- _Aim of the exercise_
Report every line below that has the string "read" in it.

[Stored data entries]

//! Typed configuration produced by the loader.

pub mod sources;

use std::path::PathBuf;

use crate::constants::{DATA_PREFIX, HASH_PREFIX};

/// Fully resolved watcher configuration.
///
/// Built once by [`ConfigLoader`](crate::ConfigLoader) and handed by value to
/// whatever consumes it; nothing here is global.
#[derive(Debug, Clone, PartialEq, Eq)]
pub struct Config {
    /// Storage bucket receiving fetched bodies and their hashes. Never empty.
    pub bucket: String,
    /// Watch targets in `URL_1`, `URL_2`, … order. Never empty, and no
    /// element is an empty string.
    pub urls: Vec<String>,
    /// Alerting channel; `None` runs without alerts.
    pub alert_sns_channel: Option<String>,
    /// Region for storage and alerting clients.
    pub aws_region: String,
    /// Extra diagnostic output requested through `DEBUG`.
    pub debug: bool,
    /// Key prefixes inside `bucket`.
    pub layout: StorageLayout,
    /// Where the values came from and how discovery ended.
    pub metadata: ConfigMetadata,
}

impl Config {
    /// Watch targets paired with their 1-based index.
    pub fn targets(&self) -> impl Iterator<Item = WatchTarget<'_>> {
        self.urls
            .iter()
            .enumerate()
            .map(|(pos, url)| WatchTarget { index: pos + 1, url: url.as_str() })
    }

    /// `true` when an alerting channel is configured.
    pub fn has_alert_channel(&self) -> bool {
        self.alert_sns_channel.is_some()
    }
}

/// Key prefixes inside the data bucket.
#[derive(Debug, Clone, PartialEq, Eq)]
pub struct StorageLayout {
    /// Prefix for `url_{n}.sha256` objects.
    pub hash_prefix: String,
    /// Prefix for `url_{n}.txt` objects.
    pub data_prefix: String,
}

impl Default for StorageLayout {
    fn default() -> Self {
        Self {
            hash_prefix: HASH_PREFIX.to_string(),
            data_prefix: DATA_PREFIX.to_string(),
        }
    }
}

/// One discovered URL together with the index it was read from.
#[derive(Debug, Clone, Copy, PartialEq, Eq)]
pub struct WatchTarget<'a> {
    /// The `n` of `URL_{n}`.
    pub index: usize,
    pub url: &'a str,
}

impl WatchTarget<'_> {
    /// Object key holding the last known SHA-256 of this target.
    pub fn hash_key(&self, layout: &StorageLayout) -> String {
        format!("{}/url_{}.sha256", layout.hash_prefix, self.index)
    }

    /// Object key holding the last fetched body of this target.
    pub fn data_key(&self, layout: &StorageLayout) -> String {
        format!("{}/url_{}.txt", layout.data_prefix, self.index)
    }
}

/// How URL discovery ended.
#[derive(Debug, Clone, Copy, PartialEq, Eq)]
pub enum DiscoveryStop {
    /// `URL_{index}` was unset or empty.
    Gap {
        /// First index that had no value.
        index: usize,
    },
    /// Every index up to the cap was set; later keys were not read.
    IndexCap {
        /// Highest index read.
        cap: usize,
    },
}

/// Result of scanning the numbered URL keys.
#[derive(Debug, Clone, PartialEq, Eq)]
pub struct UrlDiscovery {
    /// Values of `URL_1` up to the stop, in order.
    pub urls: Vec<String>,
    /// Why the scan ended.
    pub stop: DiscoveryStop,
}

/// Provenance of a loaded [`Config`].
#[derive(Debug, Clone, PartialEq, Eq)]
pub struct ConfigMetadata {
    /// Dotenv file layered under the process environment, if any.
    pub env_file: Option<PathBuf>,
    /// How URL discovery ended.
    pub url_discovery: DiscoveryStop,
}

- _Answer box_
/// One discovered URL together with the index it was read from.
    /// Every index up to the cap was set; later keys were not read.
        /// Highest index read.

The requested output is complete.